=== Required work ===
Every line in the data below that includes "expected" belongs in the answer, copied as it stands.

== Data provided ==

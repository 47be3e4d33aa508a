//! End-to-end generator scenarios: plan a profile, emit the artifact
//! tree, and check the emitted JSON against the expected identity
//! topology.

use std::collections::{BTreeMap, HashMap, HashSet};
use std::fs;
use std::path::Path;

use serde_json::Value;

use arbor_common::profile::{
    AppConfig, ChainConfig, CommitteeAssignment, DelegatorsConfig, ValidatorsConfig,
};
use arbor_common::validate;
use arbor_planner::{build_plan, Plan};

fn chain(id: u64, root: u64, validators: usize) -> ChainConfig {
    ChainConfig {
        id,
        root_chain: root,
        validators: ValidatorsConfig {
            count: validators,
            staked_amount: 1_000_000,
            amount: 500_000,
        },
        ..ChainConfig::default()
    }
}

fn profile(nodes: usize, chains: Vec<(&str, ChainConfig)>) -> AppConfig {
    let mut cfg = AppConfig::default();
    cfg.general.concurrency = 4;
    cfg.general.password = "test-password".into();
    cfg.general.net_address_suffix = ".p2p".into();
    cfg.nodes.count = nodes;
    for (name, chain) in chains {
        cfg.chains.insert(name.to_string(), chain);
    }
    cfg
}

async fn plan_and_emit(cfg: &AppConfig, out: &Path) -> Plan {
    validate::validate(cfg).expect("valid profile");
    let plan = build_plan(cfg, &BTreeMap::new()).await.expect("plan");
    arbor_artifacts::emit(cfg, &BTreeMap::new(), &plan, out).expect("emit");
    plan
}

fn read_json(path: &Path) -> Value {
    serde_json::from_slice(&fs::read(path).expect("read file")).expect("parse json")
}

/// Structural invariants every valid profile must satisfy after planning.
fn check_invariants(cfg: &AppConfig, plan: &Plan, out: &Path) {
    let keys = &plan.ids.keys;

    // unique ids and unique (chainId, address) pairs among physical nodes
    let mut ids = HashSet::new();
    let mut placements = HashSet::new();
    for identity in keys.values() {
        assert!(ids.insert(identity.id), "duplicate id {}", identity.id);
        assert!(
            placements.insert((identity.chain_id, identity.address.clone())),
            "duplicate placement for {}",
            identity.id
        );
    }

    let chain_roots: HashMap<u64, u64> =
        cfg.chains.values().map(|c| (c.id, c.root_chain)).collect();

    for (name, identity) in keys {
        assert_eq!(name, &format!("node-{}", identity.id));

        // every physical node points at a validator on its root chain
        let root_id = identity.root_chain_node.expect("rootChainNode present");
        let root = keys
            .get(&format!("node-{root_id}"))
            .expect("rootChainNode resolves");
        assert_eq!(root.chain_id, chain_roots[&identity.chain_id]);

        // and at a peer on its own chain (root full nodes peer with the root)
        let peer_id = identity.peer_node.expect("peerNode present");
        let peer = keys.get(&format!("node-{peer_id}")).expect("peerNode resolves");
        assert!(
            peer.chain_id == identity.chain_id
                || peer.chain_id == chain_roots[&identity.chain_id]
        );
    }

    // declared tally matches the emitted physical node set
    let expected: usize = cfg
        .chains
        .values()
        .map(|c| {
            c.validators.count
                + c.full_nodes.count
                + c.repeated_identity_validators()
                + c.committee_only_validators()
        })
        .sum();
    assert_eq!(cfg.nodes.count, expected);
    assert_eq!(keys.len(), expected);

    // per-chain genesis validators carry no duplicate addresses and match
    // the planned placement exactly
    for chain in cfg.chains.values() {
        let planned: Vec<&str> = plan
            .genesis_by_chain
            .get(&chain.id)
            .map(|v| v.iter().map(|i| i.address.as_str()).collect())
            .unwrap_or_default();

        let genesis = read_json(&out.join(chain_dir_name(cfg, chain.id)).join("genesis.json"));
        let emitted: Vec<&str> = genesis["validators"]
            .as_array()
            .expect("validators array")
            .iter()
            .map(|v| v["address"].as_str().expect("address"))
            .collect();
        assert_eq!(planned, emitted, "genesis validators for chain {}", chain.id);

        let mut dedup = HashSet::new();
        for (address, entry) in emitted.iter().zip(genesis["validators"].as_array().unwrap()) {
            assert!(
                dedup.insert((*address, entry["committees"].to_string())),
                "duplicate genesis entry on chain {}",
                chain.id
            );
        }
    }
}

fn chain_dir_name(cfg: &AppConfig, chain_id: u64) -> String {
    cfg.chains
        .iter()
        .find(|(_, c)| c.id == chain_id)
        .map(|(name, _)| name.clone())
        .expect("chain name")
}

// S1: single root chain, two validators, no committees: everything
// self-references.
#[tokio::test]
async fn single_root_chain_self_references() {
    let cfg = profile(2, vec![("chain_1", chain(1, 1, 2))]);
    let tmp = tempfile::TempDir::new().expect("tmpdir");
    let plan = plan_and_emit(&cfg, tmp.path()).await;

    let keys = &plan.ids.keys;
    assert_eq!(keys.len(), 2);
    for id in [1i64, 2] {
        let identity = &keys[&format!("node-{id}")];
        assert_eq!(identity.root_chain_node, Some(id));
        assert_eq!(identity.peer_node, Some(id));
    }

    let genesis = read_json(&tmp.path().join("chain_1/genesis.json"));
    let validators = genesis["validators"].as_array().expect("validators");
    assert_eq!(validators.len(), 2);
    for v in validators {
        assert_eq!(v["committees"], serde_json::json!([1]));
    }

    check_invariants(&cfg, &plan, tmp.path());
}

// S2: root + nested with one repeated-identity validator.
#[tokio::test]
async fn repeated_identity_expands_into_nested_chain() {
    let mut root = chain(1, 1, 3);
    root.committees.push(CommitteeAssignment {
        id: 2,
        repeated_identity_validator_count: 1,
        ..CommitteeAssignment::default()
    });
    let cfg = profile(4, vec![("chain_1", root), ("chain_2", chain(2, 1, 0))]);
    let tmp = tempfile::TempDir::new().expect("tmpdir");
    let plan = plan_and_emit(&cfg, tmp.path()).await;

    let keys = &plan.ids.keys;
    assert_eq!(keys.len(), 4);
    for id in [1i64, 2, 3] {
        assert_eq!(keys[&format!("node-{id}")].chain_id, 1);
    }
    let node_4 = &keys["node-4"];
    assert_eq!(node_4.chain_id, 2);
    assert_eq!(node_4.address, keys["node-1"].address);
    assert_eq!(node_4.public_key, keys["node-1"].public_key);
    assert_eq!(node_4.root_chain_node, Some(1));
    assert_eq!(node_4.peer_node, Some(4));

    let genesis_1 = read_json(&tmp.path().join("chain_1/genesis.json"));
    let v1 = genesis_1["validators"]
        .as_array()
        .expect("validators")
        .iter()
        .find(|v| v["address"] == Value::from(keys["node-1"].address.clone()))
        .expect("node-1 entry");
    assert_eq!(v1["committees"], serde_json::json!([1, 2]));

    let genesis_2 = read_json(&tmp.path().join("chain_2/genesis.json"));
    let validators_2 = genesis_2["validators"].as_array().expect("validators");
    assert_eq!(validators_2.len(), 1);
    assert_eq!(validators_2[0]["committees"], serde_json::json!([2]));
    assert_eq!(validators_2[0]["netAddress"], "tcp://node-4.p2p");

    check_invariants(&cfg, &plan, tmp.path());
}

// S3: committee-only validator: genesis stays with the originating chain,
// accounts and keystore move to the target.
#[tokio::test]
async fn committee_only_validator_splits_placement() {
    let mut root = chain(1, 1, 3);
    root.committees.push(CommitteeAssignment {
        id: 2,
        validator_count: 1,
        ..CommitteeAssignment::default()
    });
    let cfg = profile(4, vec![("chain_1", root), ("chain_2", chain(2, 1, 0))]);
    let tmp = tempfile::TempDir::new().expect("tmpdir");
    let plan = plan_and_emit(&cfg, tmp.path()).await;

    let node_4 = &plan.ids.keys["node-4"];
    assert_eq!(node_4.chain_id, 2);
    assert_eq!(node_4.peer_node, Some(4));

    // appears in chain_1 genesis with the target committee only
    let genesis_1 = read_json(&tmp.path().join("chain_1/genesis.json"));
    let entry = genesis_1["validators"]
        .as_array()
        .expect("validators")
        .iter()
        .find(|v| v["address"] == Value::from(node_4.address.clone()))
        .expect("committee-only entry")
        .clone();
    assert_eq!(entry["committees"], serde_json::json!([2]));

    // absent from chain_2 genesis validators
    let genesis_2 = read_json(&tmp.path().join("chain_2/genesis.json"));
    assert_eq!(genesis_2["validators"].as_array().expect("validators").len(), 0);

    // present in chain_2 keystore and accounts
    let keystore_2 = read_json(&tmp.path().join("chain_2/keystore.json"));
    assert!(keystore_2["nicknameMap"].get("node-4").is_some());
    assert_eq!(keystore_2["nicknameMap"]["node-4"], Value::from(node_4.address.clone()));
    let accounts_2 = genesis_2["accounts"].as_array().expect("accounts");
    assert!(accounts_2
        .iter()
        .any(|a| a["address"] == Value::from(node_4.address.clone())));

    check_invariants(&cfg, &plan, tmp.path());
}

// S4: delegators appear in genesis and keystore but never in ids.json,
// and omit netAddress.
#[tokio::test]
async fn delegators_are_ledger_only() {
    let mut c1 = chain(1, 1, 1);
    c1.delegators = DelegatorsConfig { count: 2, staked_amount: 100, amount: 50 };
    let cfg = profile(1, vec![("chain_1", c1)]);
    let tmp = tempfile::TempDir::new().expect("tmpdir");
    let plan = plan_and_emit(&cfg, tmp.path()).await;

    let ids = read_json(&tmp.path().join("ids.json"));
    let keys = ids["keys"].as_object().expect("keys");
    assert_eq!(keys.len(), 1);
    assert!(keys.contains_key("node-1"));

    let keystore = read_json(&tmp.path().join("chain_1/keystore.json"));
    let nicknames = keystore["nicknameMap"].as_object().expect("nicknames");
    let mut names: Vec<&String> = nicknames.keys().collect();
    names.sort();
    assert_eq!(names, ["delegator-1", "delegator-2", "node-1"]);

    let genesis = read_json(&tmp.path().join("chain_1/genesis.json"));
    let validators = genesis["validators"].as_array().expect("validators");
    assert_eq!(validators.len(), 3);
    for v in validators {
        if v["delegate"] == Value::from(true) {
            assert!(v.get("netAddress").is_none());
        } else {
            assert!(v.get("netAddress").is_some());
        }
    }

    check_invariants(&cfg, &plan, tmp.path());
}

// S6: tally mismatch fails validation naming the counts.
#[test]
fn tally_mismatch_is_rejected() {
    let mut c1 = chain(1, 1, 1);
    c1.committees.push(CommitteeAssignment {
        id: 2,
        validator_count: 1,
        ..CommitteeAssignment::default()
    });
    let mut c2 = chain(2, 2, 1);
    c2.committees.push(CommitteeAssignment {
        id: 1,
        validator_count: 1,
        ..CommitteeAssignment::default()
    });
    let cfg = profile(2, vec![("chain_1", c1), ("chain_2", c2)]);

    let err = validate::validate(&cfg).unwrap_err();
    assert!(err
        .to_string()
        .contains("total entries (4) does not equal nodes.count (2)"));
}

// Running the generator twice produces the same structure (counts, names,
// pointer topology) even though key material differs.
#[tokio::test]
async fn regeneration_is_structurally_stable() {
    let mut root = chain(1, 1, 3);
    root.committees.push(CommitteeAssignment {
        id: 2,
        repeated_identity_validator_count: 2,
        validator_count: 1,
        ..CommitteeAssignment::default()
    });
    let cfg = profile(6, vec![("chain_1", root), ("chain_2", chain(2, 1, 0))]);

    let tmp_a = tempfile::TempDir::new().expect("tmpdir");
    let tmp_b = tempfile::TempDir::new().expect("tmpdir");
    let plan_a = plan_and_emit(&cfg, tmp_a.path()).await;
    let plan_b = plan_and_emit(&cfg, tmp_b.path()).await;

    let shape = |plan: &Plan| -> Vec<(String, u64, Option<i64>, Option<i64>)> {
        plan.ids
            .keys
            .iter()
            .map(|(name, identity)| {
                (
                    name.clone(),
                    identity.chain_id,
                    identity.root_chain_node,
                    identity.peer_node,
                )
            })
            .collect()
    };
    assert_eq!(shape(&plan_a), shape(&plan_b));

    for dir in ["chain_1", "chain_2"] {
        for file in ["genesis.json", "config.json", "keystore.json"] {
            assert!(tmp_a.path().join(dir).join(file).exists());
            assert!(tmp_b.path().join(dir).join(file).exists());
        }
    }

    check_invariants(&cfg, &plan_a, tmp_a.path());
    check_invariants(&cfg, &plan_b, tmp_b.path());
}

// A fresh output tree replaces whatever the previous run left behind.
#[tokio::test]
async fn output_tree_is_recreated_each_run() {
    let cfg = profile(2, vec![("chain_1", chain(1, 1, 2))]);
    let tmp = tempfile::TempDir::new().expect("tmpdir");
    fs::create_dir_all(tmp.path().join("chain_9")).expect("mkdir");
    fs::write(tmp.path().join("chain_9/genesis.json"), b"{}").expect("write");

    plan_and_emit(&cfg, tmp.path()).await;
    assert!(!tmp.path().join("chain_9").exists());
    assert!(tmp.path().join("chain_1/genesis.json").exists());
    assert!(tmp.path().join("ids.json").exists());
}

===

=== The answer ===
//! tree, and check the emitted JSON against the expected identity
    let expected: usize = cfg
    assert_eq!(cfg.nodes.count, expected);
    assert_eq!(keys.len(), expected);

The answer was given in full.